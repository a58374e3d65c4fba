//! The immutable request handed to handlers.

use std::{
    any::Any,
    collections::HashMap,
    io::{self, Read},
    net::SocketAddr,
    path::{Path, PathBuf},
    sync::Arc,
};

use http::{HeaderMap, Method, Version};
use mime::Mime;

use crate::{
    connection::{ConnectionId, Scheme},
    headers,
    query::QueryItems,
    session::Session,
    stream::InputStream,
};

/// A value captured from the path, either raw or produced by a transform.
#[derive(Clone)]
pub enum TypedValue {
    Int(i64),
    UInt(u64),
    Other(Arc<dyn Any + Send + Sync>),
}

impl TypedValue {
    pub fn as_int(&self) -> Option<i64> {
        match self {
            TypedValue::Int(value) => Some(*value),
            _ => None,
        }
    }

    pub fn as_uint(&self) -> Option<u64> {
        match self {
            TypedValue::UInt(value) => Some(*value),
            _ => None,
        }
    }

    pub fn downcast_ref<T: Any>(&self) -> Option<&T> {
        match self {
            TypedValue::Other(value) => value.downcast_ref(),
            _ => None,
        }
    }
}

impl std::fmt::Debug for TypedValue {
    fn fmt(&self, f: &mut std::fmt::Formatter<'_>) -> std::fmt::Result {
        match self {
            TypedValue::Int(value) => write!(f, "Int({value})"),
            TypedValue::UInt(value) => write!(f, "UInt({value})"),
            TypedValue::Other(_) => write!(f, "Other(..)"),
        }
    }
}

/// One captured path identity: the raw matched text plus the transformed
/// value when the route declared a transform.
#[derive(Debug, Clone)]
pub struct PathIdentity {
    raw: String,
    typed: Option<TypedValue>,
}

impl PathIdentity {
    pub(crate) fn new(raw: String, typed: Option<TypedValue>) -> PathIdentity {
        PathIdentity { raw, typed }
    }

    pub fn raw(&self) -> &str {
        &self.raw
    }

    pub fn typed(&self) -> Option<&TypedValue> {
        self.typed.as_ref()
    }
}

/// Captured path identities, unique per route.
#[derive(Debug, Clone, Default)]
pub struct PathIdentities(HashMap<String, PathIdentity>);

impl PathIdentities {
    pub(crate) fn insert(&mut self, name: impl Into<String>, identity: PathIdentity) {
        self.0.insert(name.into(), identity);
    }

    pub fn get(&self, name: &str) -> Option<&PathIdentity> {
        self.0.get(name)
    }

    pub fn raw(&self, name: &str) -> Option<&str> {
        self.0.get(name).map(PathIdentity::raw)
    }

    pub fn int(&self, name: &str) -> Option<i64> {
        self.0.get(name)?.typed()?.as_int()
    }

    pub fn uint(&self, name: &str) -> Option<u64> {
        self.0.get(name)?.typed()?.as_uint()
    }

    pub fn len(&self) -> usize {
        self.0.len()
    }

    pub fn is_empty(&self) -> bool {
        self.0.is_empty()
    }
}

/// A file uploaded through a multipart body, spilled to disk.
#[derive(Debug, Clone)]
pub struct UploadedFile {
    field: String,
    filename: String,
    path: PathBuf,
    content_type: Option<Mime>,
}

impl UploadedFile {
    pub(crate) fn new(
        field: String,
        filename: String,
        path: PathBuf,
        content_type: Option<Mime>,
    ) -> UploadedFile {
        UploadedFile {
            field,
            filename,
            path,
            content_type,
        }
    }

    /// The form field this file was posted under.
    pub fn field(&self) -> &str {
        &self.field
    }

    /// The filename the client declared.
    pub fn filename(&self) -> &str {
        &self.filename
    }

    /// Where the content lives until the owning worker exits.
    pub fn path(&self) -> &Path {
        &self.path
    }

    pub fn content_type(&self) -> Option<&Mime> {
        self.content_type.as_ref()
    }
}

/// Deletes uploaded temp files when the owning worker is done with them.
/// A queue hop moves the set to the new worker, which takes over cleanup.
#[derive(Default)]
pub(crate) struct UploadSet {
    paths: Vec<PathBuf>,
}

impl UploadSet {
    pub(crate) fn track(&mut self, path: PathBuf) {
        self.paths.push(path);
    }
}

impl Drop for UploadSet {
    fn drop(&mut self) {
        for path in self.paths.drain(..) {
            if let Err(err) = std::fs::remove_file(&path) {
                log::debug!("failed to remove upload {}: {}", path.display(), err);
            }
        }
    }
}

/// The request body as a lazy byte stream. Reads come straight off the
/// connection through the active framing; the stream is consumed at most
/// once.
pub struct Body<'a> {
    kind: BodyKind<'a>,
}

enum BodyKind<'a> {
    Stream(&'a mut InputStream),
    Consumed,
}

impl<'a> Body<'a> {
    pub(crate) fn stream(input: &'a mut InputStream) -> Body<'a> {
        Body {
            kind: BodyKind::Stream(input),
        }
    }

    /// A body that was already decoded by the engine (forms, multipart) or
    /// that the request never had.
    pub(crate) fn consumed() -> Body<'a> {
        Body {
            kind: BodyKind::Consumed,
        }
    }

    /// The advisory Content-Length, when the peer reported one.
    pub fn reported_content_length(&self) -> Option<u64> {
        match &self.kind {
            BodyKind::Stream(input) => input.reported_content_length(),
            BodyKind::Consumed => None,
        }
    }

    /// Buffers the remaining body.
    pub fn bytes(&mut self) -> io::Result<Vec<u8>> {
        let mut buf = match self.reported_content_length() {
            Some(len) => Vec::with_capacity(len as usize),
            None => Vec::new(),
        };
        self.read_to_end(&mut buf)?;
        Ok(buf)
    }
}

impl Read for Body<'_> {
    fn read(&mut self, buf: &mut [u8]) -> io::Result<usize> {
        match &mut self.kind {
            BodyKind::Stream(input) => input.read(buf),
            BodyKind::Consumed => Ok(0),
        }
    }
}

/// An HTTP request, immutable after construction apart from its body stream
/// and the attached session.
pub struct Request<'a> {
    pub(crate) method: Method,
    pub(crate) scheme: Scheme,
    pub(crate) path: String,
    pub(crate) raw_query: Option<String>,
    pub(crate) query: QueryItems,
    pub(crate) version: Version,
    pub(crate) headers: HeaderMap,
    pub(crate) identities: PathIdentities,
    pub(crate) uploads: Vec<UploadedFile>,
    pub(crate) session: Option<Session>,
    pub(crate) body: Body<'a>,
    pub(crate) peer: Option<SocketAddr>,
    pub(crate) connection_id: ConnectionId,
}

impl<'a> Request<'a> {
    pub fn method(&self) -> &Method {
        &self.method
    }

    pub fn scheme(&self) -> Scheme {
        self.scheme
    }

    /// The percent-decoded context path.
    pub fn path(&self) -> &str {
        &self.path
    }

    pub fn raw_query(&self) -> Option<&str> {
        self.raw_query.as_deref()
    }

    /// Query items in wire order, including items merged from an
    /// urlencoded form body or multipart text parts.
    pub fn query(&self) -> &QueryItems {
        &self.query
    }

    pub fn version(&self) -> Version {
        self.version
    }

    pub fn headers(&self) -> &HeaderMap {
        &self.headers
    }

    pub fn identities(&self) -> &PathIdentities {
        &self.identities
    }

    pub fn uploaded_files(&self) -> &[UploadedFile] {
        &self.uploads
    }

    pub fn session(&self) -> Option<&Session> {
        self.session.as_ref()
    }

    pub fn session_mut(&mut self) -> Option<&mut Session> {
        self.session.as_mut()
    }

    pub fn body(&mut self) -> &mut Body<'a> {
        &mut self.body
    }

    pub fn peer_addr(&self) -> Option<SocketAddr> {
        self.peer
    }

    pub fn connection_id(&self) -> ConnectionId {
        self.connection_id
    }

    pub fn content_type(&self) -> Option<Mime> {
        headers::content_type(&self.headers)
    }

    pub fn cookies(&self) -> Vec<(String, String)> {
        headers::request_cookies(&self.headers)
    }

    /// Accepted media types ordered by q-value.
    pub fn accept(&self) -> Vec<(String, f32)> {
        headers::accept(&self.headers)
    }

    pub fn host(&self) -> Option<String> {
        headers::host(&self.headers)
    }
}

#[cfg(test)]
mod tests {
    use std::io::Cursor;

    use super::*;

    #[test]
    fn body_streams_lazily_and_only_once() {
        let mut input = InputStream::new(Cursor::new(b"hello world".to_vec()));
        input.begin_fixed_body(11);

        let mut body = Body::stream(&mut input);
        assert_eq!(body.reported_content_length(), Some(11));
        assert_eq!(Body::bytes(&mut body).unwrap(), b"hello world");
        assert_eq!(Body::bytes(&mut body).unwrap(), b"");
    }

    #[test]
    fn typed_identities_expose_raw_and_transformed_values() {
        let mut identities = PathIdentities::default();
        identities.insert(
            "id",
            PathIdentity::new("42".into(), Some(TypedValue::UInt(42))),
        );
        identities.insert("name", PathIdentity::new("frodo".into(), None));

        assert_eq!(identities.raw("id"), Some("42"));
        assert_eq!(identities.uint("id"), Some(42));
        assert_eq!(identities.int("id"), None);
        assert_eq!(identities.raw("name"), Some("frodo"));
        assert!(identities.get("missing").is_none());
    }
}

========================

In the records above, find each line with the word "paths" and copy it.

    paths: Vec<PathBuf>,
        self.paths.push(path);
        for path in self.paths.drain(..) {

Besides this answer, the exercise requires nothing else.